**Task to complete:**
What you return should be each line of the data containing the string "main".

►

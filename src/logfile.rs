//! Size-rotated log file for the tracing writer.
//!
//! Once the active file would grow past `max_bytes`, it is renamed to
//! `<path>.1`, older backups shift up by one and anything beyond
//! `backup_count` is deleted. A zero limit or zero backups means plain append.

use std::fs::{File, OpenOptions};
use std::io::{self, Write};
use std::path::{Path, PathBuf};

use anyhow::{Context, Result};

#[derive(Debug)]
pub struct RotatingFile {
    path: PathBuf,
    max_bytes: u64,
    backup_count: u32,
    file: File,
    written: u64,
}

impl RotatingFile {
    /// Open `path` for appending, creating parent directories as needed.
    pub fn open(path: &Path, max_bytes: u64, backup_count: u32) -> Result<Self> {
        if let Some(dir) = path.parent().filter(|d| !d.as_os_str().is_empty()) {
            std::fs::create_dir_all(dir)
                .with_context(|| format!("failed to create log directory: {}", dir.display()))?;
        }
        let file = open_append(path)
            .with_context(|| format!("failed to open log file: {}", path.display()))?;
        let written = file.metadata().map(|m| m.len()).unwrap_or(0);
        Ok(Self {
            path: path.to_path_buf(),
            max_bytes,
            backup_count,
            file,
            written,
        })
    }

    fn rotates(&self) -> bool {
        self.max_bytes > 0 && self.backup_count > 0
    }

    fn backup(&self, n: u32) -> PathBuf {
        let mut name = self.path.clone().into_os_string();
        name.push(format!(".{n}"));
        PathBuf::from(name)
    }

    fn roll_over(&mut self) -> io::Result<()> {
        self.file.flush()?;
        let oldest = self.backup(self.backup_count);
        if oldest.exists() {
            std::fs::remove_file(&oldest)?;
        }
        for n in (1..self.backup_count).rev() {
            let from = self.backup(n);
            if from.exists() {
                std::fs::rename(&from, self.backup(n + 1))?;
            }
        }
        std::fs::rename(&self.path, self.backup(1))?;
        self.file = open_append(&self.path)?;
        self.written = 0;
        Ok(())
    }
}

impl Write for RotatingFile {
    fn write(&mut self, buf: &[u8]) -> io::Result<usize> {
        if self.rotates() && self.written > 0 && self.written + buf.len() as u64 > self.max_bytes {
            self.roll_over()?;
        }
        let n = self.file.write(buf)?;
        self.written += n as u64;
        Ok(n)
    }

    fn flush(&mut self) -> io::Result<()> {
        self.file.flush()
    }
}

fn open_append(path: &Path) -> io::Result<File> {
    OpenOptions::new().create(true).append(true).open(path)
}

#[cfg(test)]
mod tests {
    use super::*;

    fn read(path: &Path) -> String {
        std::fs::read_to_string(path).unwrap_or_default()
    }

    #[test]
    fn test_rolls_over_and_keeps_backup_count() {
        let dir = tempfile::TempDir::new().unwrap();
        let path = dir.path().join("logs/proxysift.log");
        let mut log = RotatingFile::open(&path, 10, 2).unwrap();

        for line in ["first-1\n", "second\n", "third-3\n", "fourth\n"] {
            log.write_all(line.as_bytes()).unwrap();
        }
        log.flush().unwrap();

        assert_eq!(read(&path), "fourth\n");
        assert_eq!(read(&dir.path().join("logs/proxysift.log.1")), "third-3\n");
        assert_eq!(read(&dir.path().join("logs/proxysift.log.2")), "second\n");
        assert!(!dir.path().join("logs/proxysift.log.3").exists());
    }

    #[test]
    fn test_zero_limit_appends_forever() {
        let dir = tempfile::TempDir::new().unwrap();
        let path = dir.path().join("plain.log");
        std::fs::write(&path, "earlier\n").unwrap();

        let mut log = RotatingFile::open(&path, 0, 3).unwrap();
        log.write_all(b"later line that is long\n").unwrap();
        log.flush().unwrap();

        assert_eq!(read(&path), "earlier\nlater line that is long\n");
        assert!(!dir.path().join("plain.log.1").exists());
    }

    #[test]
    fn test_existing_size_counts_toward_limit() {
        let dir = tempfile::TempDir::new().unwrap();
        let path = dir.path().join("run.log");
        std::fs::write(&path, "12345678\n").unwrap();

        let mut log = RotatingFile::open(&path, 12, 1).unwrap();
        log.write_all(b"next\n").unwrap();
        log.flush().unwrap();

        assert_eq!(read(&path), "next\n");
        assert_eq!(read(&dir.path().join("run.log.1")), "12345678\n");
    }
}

◄
►

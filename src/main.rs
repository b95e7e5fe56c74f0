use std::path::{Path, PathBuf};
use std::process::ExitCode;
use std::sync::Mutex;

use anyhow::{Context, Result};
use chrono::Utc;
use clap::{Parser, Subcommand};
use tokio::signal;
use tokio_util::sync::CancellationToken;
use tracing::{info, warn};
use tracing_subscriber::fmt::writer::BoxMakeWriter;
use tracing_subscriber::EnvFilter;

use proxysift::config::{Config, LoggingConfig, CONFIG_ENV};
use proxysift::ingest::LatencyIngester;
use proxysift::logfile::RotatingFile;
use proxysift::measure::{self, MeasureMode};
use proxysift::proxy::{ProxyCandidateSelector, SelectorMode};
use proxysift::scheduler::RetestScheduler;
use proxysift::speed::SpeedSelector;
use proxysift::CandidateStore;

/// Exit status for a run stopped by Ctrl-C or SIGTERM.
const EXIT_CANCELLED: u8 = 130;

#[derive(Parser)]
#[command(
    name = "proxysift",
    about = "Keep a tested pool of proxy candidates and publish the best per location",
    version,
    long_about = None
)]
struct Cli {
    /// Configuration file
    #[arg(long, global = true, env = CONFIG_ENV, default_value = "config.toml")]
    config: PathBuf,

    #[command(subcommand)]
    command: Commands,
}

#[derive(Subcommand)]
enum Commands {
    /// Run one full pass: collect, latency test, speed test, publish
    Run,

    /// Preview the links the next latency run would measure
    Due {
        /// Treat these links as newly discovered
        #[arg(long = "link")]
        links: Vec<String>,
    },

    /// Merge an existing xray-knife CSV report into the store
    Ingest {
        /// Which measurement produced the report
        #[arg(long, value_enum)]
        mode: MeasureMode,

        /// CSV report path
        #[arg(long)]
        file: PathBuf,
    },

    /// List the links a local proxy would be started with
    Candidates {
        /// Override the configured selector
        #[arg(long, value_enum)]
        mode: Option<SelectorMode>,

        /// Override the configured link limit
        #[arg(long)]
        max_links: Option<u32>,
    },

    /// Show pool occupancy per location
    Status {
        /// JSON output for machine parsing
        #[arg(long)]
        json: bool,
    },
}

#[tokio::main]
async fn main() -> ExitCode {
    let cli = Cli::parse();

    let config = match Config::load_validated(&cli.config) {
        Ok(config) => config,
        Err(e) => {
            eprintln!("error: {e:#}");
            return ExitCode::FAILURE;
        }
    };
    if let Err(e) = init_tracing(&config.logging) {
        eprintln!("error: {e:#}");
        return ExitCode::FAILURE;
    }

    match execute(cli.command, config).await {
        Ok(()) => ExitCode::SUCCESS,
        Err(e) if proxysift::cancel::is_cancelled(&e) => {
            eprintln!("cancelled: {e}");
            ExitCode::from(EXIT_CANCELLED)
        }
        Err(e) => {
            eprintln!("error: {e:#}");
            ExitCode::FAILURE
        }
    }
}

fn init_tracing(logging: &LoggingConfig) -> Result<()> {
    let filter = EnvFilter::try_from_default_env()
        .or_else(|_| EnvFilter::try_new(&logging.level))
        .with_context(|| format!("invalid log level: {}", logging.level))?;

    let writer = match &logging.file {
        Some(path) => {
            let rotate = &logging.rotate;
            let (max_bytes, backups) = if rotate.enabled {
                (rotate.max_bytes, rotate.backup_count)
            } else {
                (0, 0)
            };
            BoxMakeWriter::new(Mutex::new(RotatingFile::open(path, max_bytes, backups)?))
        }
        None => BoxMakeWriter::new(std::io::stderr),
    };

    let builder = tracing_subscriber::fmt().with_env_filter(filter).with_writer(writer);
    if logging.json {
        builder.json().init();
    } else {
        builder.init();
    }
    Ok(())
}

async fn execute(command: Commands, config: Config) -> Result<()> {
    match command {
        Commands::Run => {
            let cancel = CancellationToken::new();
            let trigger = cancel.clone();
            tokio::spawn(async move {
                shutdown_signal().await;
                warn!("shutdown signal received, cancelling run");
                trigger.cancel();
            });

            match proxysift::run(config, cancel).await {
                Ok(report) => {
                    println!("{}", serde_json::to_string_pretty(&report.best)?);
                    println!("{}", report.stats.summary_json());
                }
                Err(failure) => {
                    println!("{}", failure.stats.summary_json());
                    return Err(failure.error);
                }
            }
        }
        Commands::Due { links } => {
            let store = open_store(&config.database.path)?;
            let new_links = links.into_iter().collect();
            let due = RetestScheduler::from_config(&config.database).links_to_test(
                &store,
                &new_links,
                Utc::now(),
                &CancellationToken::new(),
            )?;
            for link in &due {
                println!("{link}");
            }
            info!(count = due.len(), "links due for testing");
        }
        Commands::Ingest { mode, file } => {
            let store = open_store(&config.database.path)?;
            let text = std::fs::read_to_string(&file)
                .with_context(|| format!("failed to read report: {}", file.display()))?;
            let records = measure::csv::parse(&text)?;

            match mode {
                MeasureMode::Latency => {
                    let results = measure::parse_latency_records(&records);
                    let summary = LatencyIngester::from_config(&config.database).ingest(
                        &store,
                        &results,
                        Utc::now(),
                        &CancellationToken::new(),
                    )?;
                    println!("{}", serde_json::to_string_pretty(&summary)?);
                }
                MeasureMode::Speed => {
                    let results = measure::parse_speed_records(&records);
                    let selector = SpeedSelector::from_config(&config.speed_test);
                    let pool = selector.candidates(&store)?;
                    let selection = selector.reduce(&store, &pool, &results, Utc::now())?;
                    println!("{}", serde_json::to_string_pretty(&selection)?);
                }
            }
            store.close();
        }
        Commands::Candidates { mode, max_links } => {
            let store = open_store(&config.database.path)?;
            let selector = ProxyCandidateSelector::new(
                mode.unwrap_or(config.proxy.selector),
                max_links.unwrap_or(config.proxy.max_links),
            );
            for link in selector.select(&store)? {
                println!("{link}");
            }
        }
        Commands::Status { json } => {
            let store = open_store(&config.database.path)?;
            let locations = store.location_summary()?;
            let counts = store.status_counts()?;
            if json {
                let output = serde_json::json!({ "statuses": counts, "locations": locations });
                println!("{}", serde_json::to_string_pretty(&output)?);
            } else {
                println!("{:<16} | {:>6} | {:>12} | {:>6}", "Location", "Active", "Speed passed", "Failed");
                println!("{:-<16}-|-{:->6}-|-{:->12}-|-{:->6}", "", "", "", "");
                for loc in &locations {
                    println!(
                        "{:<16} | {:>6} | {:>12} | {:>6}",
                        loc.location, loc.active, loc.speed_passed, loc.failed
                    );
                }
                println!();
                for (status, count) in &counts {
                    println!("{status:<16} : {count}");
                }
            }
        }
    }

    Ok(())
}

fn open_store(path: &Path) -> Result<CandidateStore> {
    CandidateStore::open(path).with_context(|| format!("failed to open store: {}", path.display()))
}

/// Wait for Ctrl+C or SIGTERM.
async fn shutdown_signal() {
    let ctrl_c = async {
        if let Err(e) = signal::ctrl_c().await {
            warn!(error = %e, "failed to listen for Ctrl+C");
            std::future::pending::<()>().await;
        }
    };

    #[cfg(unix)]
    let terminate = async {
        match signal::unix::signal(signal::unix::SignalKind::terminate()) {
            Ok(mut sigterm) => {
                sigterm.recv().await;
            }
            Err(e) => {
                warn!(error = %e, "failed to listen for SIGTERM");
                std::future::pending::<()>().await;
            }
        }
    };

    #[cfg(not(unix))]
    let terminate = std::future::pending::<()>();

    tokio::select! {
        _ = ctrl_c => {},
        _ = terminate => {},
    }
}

◄

**Reply to the exercise:**
filename src/main.rs
#[tokio::main]
async fn main() -> ExitCode {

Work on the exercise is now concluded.